Brief Summary
Routine governance often hides its own staging. Failure reveals it. Disaster response, broken portals, contradictory agencies, cruel procedures, visible incompetence, and official denial show the gap between institutional script and lived reality.
Staged authority is strongest when it feels natural. People wait, comply, file, appeal, accept delay, and adjust to institutional rhythms because the performance has become ordinary. Failure interrupts that ordinariness.
This chapter studies moments when the state continues to perform authority while losing descriptive power. A disaster briefing may repeat control language while relief fails. A portal may demand impossible documentation. A procedure may be followed perfectly while producing obvious harm.
Breakdown does not always end authority. Sometimes it makes authority more frantic, punitive, or theatrical. Institutions may double down on form when substance is weak, insisting on the script precisely because the world no longer confirms it.
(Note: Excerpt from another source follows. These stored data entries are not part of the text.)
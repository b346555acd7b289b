//! Postgres-backed principal store.
//!
//! Lock updates run in a transaction that holds a row lock
//! (`SELECT ... FOR UPDATE`) between reading and writing the counters.

use async_trait::async_trait;
use sqlx::{postgres::PgRow, PgPool, Row};
use tracing::{info_span, Instrument, Span};

use super::{
    error::StoreError,
    lockout::LockState,
    principal::{Principal, PrincipalStore},
};

const SELECT_PRINCIPAL: &str = r"
    SELECT subject, credential_hash, roles, enabled, account_non_locked,
           failed_attempts, lock_time, credentials_non_expired, credentials_changed_at
    FROM principals
    WHERE subject = $1";

const UPSERT_PRINCIPAL: &str = r"
    INSERT INTO principals
        (subject, credential_hash, roles, enabled, account_non_locked,
         failed_attempts, lock_time, credentials_non_expired, credentials_changed_at)
    VALUES ($1, $2, $3, $4, $5, $6, $7, $8, $9)
    ON CONFLICT (subject) DO UPDATE SET
        credential_hash = EXCLUDED.credential_hash,
        roles = EXCLUDED.roles,
        enabled = EXCLUDED.enabled,
        account_non_locked = EXCLUDED.account_non_locked,
        failed_attempts = EXCLUDED.failed_attempts,
        lock_time = EXCLUDED.lock_time,
        credentials_non_expired = EXCLUDED.credentials_non_expired,
        credentials_changed_at = EXCLUDED.credentials_changed_at";

const SELECT_LOCK_FOR_UPDATE: &str = r"
    SELECT account_non_locked, failed_attempts, lock_time
    FROM principals
    WHERE subject = $1
    FOR UPDATE";

const UPDATE_LOCK: &str = r"
    UPDATE principals
    SET account_non_locked = $2, failed_attempts = $3, lock_time = $4
    WHERE subject = $1";

#[derive(Clone, Debug)]
pub struct PgPrincipalStore {
    pool: PgPool,
}

impl PgPrincipalStore {
    #[must_use]
    pub fn new(pool: PgPool) -> Self {
        Self { pool }
    }
}

fn db_span(operation: &'static str, statement: &'static str) -> Span {
    info_span!(
        "db.query",
        db.system = "postgresql",
        db.operation = operation,
        db.statement = statement
    )
}

fn lock_state_from_row(row: &PgRow) -> Result<LockState, sqlx::Error> {
    let failed_attempts: i32 = row.try_get("failed_attempts")?;
    Ok(LockState {
        account_non_locked: row.try_get("account_non_locked")?,
        failed_attempts: u32::try_from(failed_attempts).unwrap_or(0),
        lock_time: row.try_get("lock_time")?,
    })
}

fn principal_from_row(row: &PgRow) -> Result<Principal, sqlx::Error> {
    Ok(Principal {
        subject: row.try_get("subject")?,
        credential_hash: row.try_get("credential_hash")?,
        roles: row.try_get("roles")?,
        enabled: row.try_get("enabled")?,
        lock: lock_state_from_row(row)?,
        credentials_non_expired: row.try_get("credentials_non_expired")?,
        credentials_changed_at: row.try_get("credentials_changed_at")?,
    })
}

fn attempts_column(failed_attempts: u32) -> i32 {
    i32::try_from(failed_attempts).unwrap_or(i32::MAX)
}

#[async_trait]
impl PrincipalStore for PgPrincipalStore {
    async fn load_by_subject(&self, subject: &str) -> Result<Option<Principal>, StoreError> {
        let row = sqlx::query(SELECT_PRINCIPAL)
            .bind(subject)
            .fetch_optional(&self.pool)
            .instrument(db_span("SELECT", SELECT_PRINCIPAL))
            .await?;
        Ok(row.as_ref().map(principal_from_row).transpose()?)
    }

    async fn save(&self, principal: &Principal) -> Result<(), StoreError> {
        sqlx::query(UPSERT_PRINCIPAL)
            .bind(&principal.subject)
            .bind(&principal.credential_hash)
            .bind(&principal.roles)
            .bind(principal.enabled)
            .bind(principal.lock.account_non_locked)
            .bind(attempts_column(principal.lock.failed_attempts))
            .bind(principal.lock.lock_time)
            .bind(principal.credentials_non_expired)
            .bind(principal.credentials_changed_at)
            .execute(&self.pool)
            .instrument(db_span("INSERT", UPSERT_PRINCIPAL))
            .await?;
        Ok(())
    }

    async fn update_lock_state(
        &self,
        subject: &str,
        update: &mut (dyn for<'s> FnMut(&'s mut LockState) + Send),
    ) -> Result<Option<LockState>, StoreError> {
        let mut tx = self.pool.begin().await?;

        let row = sqlx::query(SELECT_LOCK_FOR_UPDATE)
            .bind(subject)
            .fetch_optional(&mut *tx)
            .instrument(db_span("SELECT", SELECT_LOCK_FOR_UPDATE))
            .await?;
        let Some(row) = row else {
            tx.rollback().await?;
            return Ok(None);
        };

        let mut state = lock_state_from_row(&row)?;
        update(&mut state);

        sqlx::query(UPDATE_LOCK)
            .bind(subject)
            .bind(state.account_non_locked)
            .bind(attempts_column(state.failed_attempts))
            .bind(state.lock_time)
            .execute(&mut *tx)
            .instrument(db_span("UPDATE", UPDATE_LOCK))
            .await?;

        tx.commit().await?;
        Ok(Some(state))
    }

    async fn ping(&self) -> Result<(), StoreError> {
        sqlx::query("SELECT 1")
            .execute(&self.pool)
            .instrument(db_span("SELECT", "SELECT 1"))
            .await?;
        Ok(())
    }
}

#[cfg(test)]
mod tests {
    use super::*;

    #[test]
    fn attempts_column_saturates() {
        assert_eq!(attempts_column(3), 3);
        assert_eq!(attempts_column(u32::MAX), i32::MAX);
    }

    #[test]
    fn statements_target_principals_table() {
        for statement in [
            SELECT_PRINCIPAL,
            UPSERT_PRINCIPAL,
            SELECT_LOCK_FOR_UPDATE,
            UPDATE_LOCK,
        ] {
            assert!(statement.contains("principals"));
        }
        assert!(SELECT_LOCK_FOR_UPDATE.trim_end().ends_with("FOR UPDATE"));
    }
}
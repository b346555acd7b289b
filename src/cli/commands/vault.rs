use clap::{Arg, ArgMatches, Command};

pub const ARG_VAULT_URL: &str = "vault-url";
pub const ARG_VAULT_ROLE_ID: &str = "vault-role-id";
pub const ARG_VAULT_SECRET_ID: &str = "vault-secret-id";
pub const ARG_VAULT_KV_MOUNT: &str = "vault-kv-mount";
pub const ARG_VAULT_KV_PATH: &str = "vault-kv-path";

/// Vault settings, present only when `--vault-url` is set.
#[derive(Debug, Clone, PartialEq, Eq)]
pub struct Options {
    pub url: String,
    pub role_id: String,
    pub secret_id: String,
    pub kv_mount: String,
    pub kv_path: String,
}

impl Options {
    /// Parse Vault arguments from matches.
    ///
    /// # Errors
    /// Returns an error if `--vault-url` is set without role and secret ids.
    pub fn parse(matches: &ArgMatches) -> anyhow::Result<Option<Self>> {
        let get_non_empty = |id: &str| {
            matches
                .get_one::<String>(id)
                .cloned()
                .filter(|v| !v.trim().is_empty())
        };

        let Some(url) = get_non_empty(ARG_VAULT_URL) else {
            return Ok(None);
        };
        let role_id = get_non_empty(ARG_VAULT_ROLE_ID)
            .ok_or_else(|| anyhow::anyhow!("missing required argument: --{ARG_VAULT_ROLE_ID}"))?;
        let secret_id = get_non_empty(ARG_VAULT_SECRET_ID).ok_or_else(|| {
            anyhow::anyhow!("missing required argument: --{ARG_VAULT_SECRET_ID}")
        })?;

        Ok(Some(Self {
            url,
            role_id,
            secret_id,
            kv_mount: get_non_empty(ARG_VAULT_KV_MOUNT).unwrap_or_else(|| "secret".to_string()),
            kv_path: get_non_empty(ARG_VAULT_KV_PATH).unwrap_or_else(|| "tessera".to_string()),
        }))
    }
}

#[must_use]
pub fn with_args(command: Command) -> Command {
    command
        .arg(
            Arg::new(ARG_VAULT_URL)
                .long(ARG_VAULT_URL)
                .help("Vault AppRole login URL, used to fetch the signing key when --signing-key is not set")
                .env("TESSERA_VAULT_URL"),
        )
        .arg(
            Arg::new(ARG_VAULT_ROLE_ID)
                .long(ARG_VAULT_ROLE_ID)
                .help("Vault role id")
                .env("TESSERA_VAULT_ROLE_ID")
                .requires(ARG_VAULT_URL),
        )
        .arg(
            Arg::new(ARG_VAULT_SECRET_ID)
                .long(ARG_VAULT_SECRET_ID)
                .help("Vault secret id")
                .env("TESSERA_VAULT_SECRET_ID")
                .requires(ARG_VAULT_URL),
        )
        .arg(
            Arg::new(ARG_VAULT_KV_MOUNT)
                .long(ARG_VAULT_KV_MOUNT)
                .help("Vault KV-v2 mount holding the signing key")
                .env("TESSERA_VAULT_KV_MOUNT")
                .default_value("secret"),
        )
        .arg(
            Arg::new(ARG_VAULT_KV_PATH)
                .long(ARG_VAULT_KV_PATH)
                .help("Vault KV-v2 secret path holding the signing key (field signing_key_b64)")
                .env("TESSERA_VAULT_KV_PATH")
                .default_value("tessera"),
        )
}
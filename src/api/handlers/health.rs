use crate::{api::AppState, GIT_COMMIT_HASH};
use axum::{
    body::Body,
    extract::Extension,
    http::{HeaderMap, HeaderValue, Method, StatusCode},
    response::{IntoResponse, Json},
};
use serde::{Deserialize, Serialize};
use std::sync::Arc;
use tracing::{debug, error};

#[derive(Serialize, Deserialize, Debug)]
pub struct Health {
    pub commit: String,
    pub name: String,
    pub version: String,
    pub store: String,
}

// axum handler for health
pub async fn health(method: Method, state: Extension<Arc<AppState>>) -> impl IntoResponse {
    let result = state.principals.ping().await.map_err(|err| {
        error!("Failed to ping principal store: {err}");
        StatusCode::SERVICE_UNAVAILABLE
    });

    let health = Health {
        commit: GIT_COMMIT_HASH.to_string(),
        name: env!("CARGO_PKG_NAME").to_string(),
        version: env!("CARGO_PKG_VERSION").to_string(),
        store: if result.is_ok() {
            "ok".to_string()
        } else {
            "error".to_string()
        },
    };

    let body = if method == Method::GET {
        Json(&health).into_response()
    } else {
        Body::empty().into_response()
    };

    let short_hash = if health.commit.len() > 7 {
        &health.commit[0..7]
    } else {
        ""
    };

    let headers = format!("{}:{}:{}", health.name, health.version, short_hash)
        .parse::<HeaderValue>()
        .map(|x_app_header_value| {
            debug!("X-App header: {:?}", x_app_header_value);

            let mut headers = HeaderMap::new();

            headers.insert("X-App", x_app_header_value);

            headers
        })
        .map_err(|err| {
            error!("Failed to parse X-App header: {}", err);
        });

    let headers = headers.unwrap_or_else(|()| HeaderMap::new());

    match result {
        Ok(()) => {
            debug!("Principal store is healthy");
            (StatusCode::OK, headers, body)
        }
        Err(status) => (status, headers, body),
    }
}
The chapter argues that failure is analytically valuable because it reveals what routine conceals. When performance fails, we can see the seams between scene, script, audience, infrastructure, and legitimacy.
Capacity Failure and Legitimacy Failure
Failure has more than one form. A portal crash, delayed benefit, contradictory record, unavailable ambulance, broken alert system, or failed disaster response may reveal a failure of operational capacity. Official denial, ritualized cruelty, empty procedural compliance, evasive briefing, or insistence on impossible documentation may reveal a failure of legitimacy. The most revealing cases show both at once.
The distinction matters because institutions often respond to capacity failure by intensifying performance. They repeat control language, demand more documentation, blame noncompliant publics, or stage reassurance while material response remains weak. The performance becomes louder precisely where authority is less able to describe or repair the world.
Breakdown is therefore not simply the absence of governance. It is a scene in which the difference between procedure and reality becomes politically visible. When the script continues after the world has withdrawn its confirmation, publics can see the gap between authority's claim and authority's performance.